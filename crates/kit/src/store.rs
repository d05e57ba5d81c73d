//! Run state store
//!
//! The latest [`TestRun`] of every profile lives in one JSON document. Each
//! save reads the document, replaces one profile's entry and writes the
//! result to a new file that is renamed over the old one, so a crash leaves
//! either the previous or the next document and never a torn one. The file
//! can be deleted at any time to start from a clean baseline.

use std::collections::BTreeMap;
use std::io::ErrorKind;
use std::sync::Mutex;

use camino::{Utf8Path, Utf8PathBuf};
use cap_std_ext::cap_std;
use cap_std_ext::cap_std::fs::Dir;
use cap_std_ext::dirext::CapStdExtDirExt;
use color_eyre::eyre::{eyre, Context};
use color_eyre::Result;
use serde::{Deserialize, Serialize};
use tracing::debug;

use crate::phase::TestRun;

const STORE_VERSION: u32 = 1;

#[derive(Debug, Default, Serialize, Deserialize)]
struct StoreDocument {
    version: u32,
    #[serde(default)]
    runs: BTreeMap<String, TestRun>,
}

#[derive(Debug)]
pub struct RunStateStore {
    path: Utf8PathBuf,
    // Serialises read-modify-rename cycles within this process.
    lock: Mutex<()>,
}

impl RunStateStore {
    pub fn new(path: impl Into<Utf8PathBuf>) -> Self {
        Self {
            path: path.into(),
            lock: Mutex::new(()),
        }
    }

    pub fn path(&self) -> &Utf8Path {
        &self.path
    }

    fn split(&self) -> Result<(&Utf8Path, &str)> {
        let parent = self
            .path
            .parent()
            .filter(|p| !p.as_str().is_empty())
            .unwrap_or(Utf8Path::new("."));
        let name = self
            .path
            .file_name()
            .ok_or_else(|| eyre!("State file path has no file name: {}", self.path))?;
        Ok((parent, name))
    }

    fn read_document(&self) -> Result<StoreDocument> {
        let (parent, name) = self.split()?;
        let dir = match Dir::open_ambient_dir(parent, cap_std::ambient_authority()) {
            Ok(d) => d,
            Err(e) if e.kind() == ErrorKind::NotFound => return Ok(StoreDocument::default()),
            Err(e) => return Err(e).with_context(|| format!("Opening {parent}")),
        };
        let text = match dir.read_to_string(name) {
            Ok(t) => t,
            Err(e) if e.kind() == ErrorKind::NotFound => return Ok(StoreDocument::default()),
            Err(e) => return Err(e).with_context(|| format!("Reading {}", self.path)),
        };
        let doc: StoreDocument = serde_json::from_str(&text)
            .with_context(|| format!("Parsing state file {}", self.path))?;
        if doc.version > STORE_VERSION {
            return Err(eyre!(
                "State file {} has unsupported version {}",
                self.path,
                doc.version
            ));
        }
        Ok(doc)
    }

    fn write_document(&self, doc: &StoreDocument) -> Result<()> {
        let (parent, name) = self.split()?;
        Dir::create_ambient_dir_all(parent, cap_std::ambient_authority())
            .with_context(|| format!("Creating {parent}"))?;
        let dir = Dir::open_ambient_dir(parent, cap_std::ambient_authority())
            .with_context(|| format!("Opening {parent}"))?;
        let mut buf = serde_json::to_vec_pretty(doc)?;
        buf.push(b'\n');
        dir.atomic_write(name, buf)
            .with_context(|| format!("Writing {}", self.path))?;
        Ok(())
    }

    /// Replace the entry for `profile`.
    pub fn save(&self, profile: &str, run: &TestRun) -> Result<()> {
        let _guard = self
            .lock
            .lock()
            .map_err(|_| eyre!("State store lock poisoned"))?;
        let mut doc = self.read_document()?;
        doc.version = STORE_VERSION;
        doc.runs.insert(profile.to_owned(), run.clone());
        self.write_document(&doc)?;
        debug!("Saved {profile} ({}) to {}", run.outcome, self.path);
        Ok(())
    }

    pub fn load(&self, profile: &str) -> Result<Option<TestRun>> {
        let _guard = self
            .lock
            .lock()
            .map_err(|_| eyre!("State store lock poisoned"))?;
        Ok(self.read_document()?.runs.remove(profile))
    }

    pub fn load_all(&self) -> Result<BTreeMap<String, TestRun>> {
        let _guard = self
            .lock
            .lock()
            .map_err(|_| eyre!("State store lock poisoned"))?;
        Ok(self.read_document()?.runs)
    }
}

#[cfg(test)]
mod tests {
    use std::sync::Arc;

    use super::*;
    use crate::phase::RunOutcome;

    fn temp_store() -> (tempfile::TempDir, RunStateStore) {
        let td = tempfile::tempdir().unwrap();
        let path = Utf8PathBuf::try_from(td.path().join("state/state.json")).unwrap();
        (td, RunStateStore::new(path))
    }

    #[test]
    fn test_missing_file_is_empty() {
        let (_td, store) = temp_store();
        assert!(store.load_all().unwrap().is_empty());
        assert!(store.load("vm").unwrap().is_none());
    }

    #[test]
    fn test_save_overwrites_per_profile() {
        let (_td, store) = temp_store();
        store.save("vm", &TestRun::new("vm", "r1")).unwrap();
        store
            .save("server", &TestRun::skipped("server", "r1"))
            .unwrap();
        store.save("vm", &TestRun::new("vm", "r2")).unwrap();

        let all = store.load_all().unwrap();
        assert_eq!(all.len(), 2);
        assert_eq!(all["vm"].run_id, "r2");
        assert_eq!(all["server"].outcome, RunOutcome::Skipped);
        // Human-inspectable
        let text = std::fs::read_to_string(store.path()).unwrap();
        assert!(text.contains("\"version\": 1"));
    }

    #[test]
    fn test_corrupt_file_is_an_error() {
        let (_td, store) = temp_store();
        std::fs::create_dir_all(store.path().parent().unwrap()).unwrap();
        std::fs::write(store.path(), "{not json").unwrap();
        assert!(store.load_all().is_err());
        // A failed read must not clobber the file
        assert!(store.save("vm", &TestRun::new("vm", "r1")).is_err());
        assert_eq!(std::fs::read_to_string(store.path()).unwrap(), "{not json");
    }

    #[test]
    fn test_concurrent_saves_keep_every_profile() {
        let (_td, store) = temp_store();
        let store = Arc::new(store);
        let handles: Vec<_> = (0..8)
            .map(|i| {
                let store = Arc::clone(&store);
                std::thread::spawn(move || {
                    let name = format!("p{i}");
                    store.save(&name, &TestRun::new(&name, "r")).unwrap();
                })
            })
            .collect();
        for h in handles {
            h.join().unwrap();
        }
        assert_eq!(store.load_all().unwrap().len(), 8);
    }
}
------
§ Work item: Looking at the data above, count the lines that contain the string "tempfile" and give only the count.

§ Answer to this problem: 2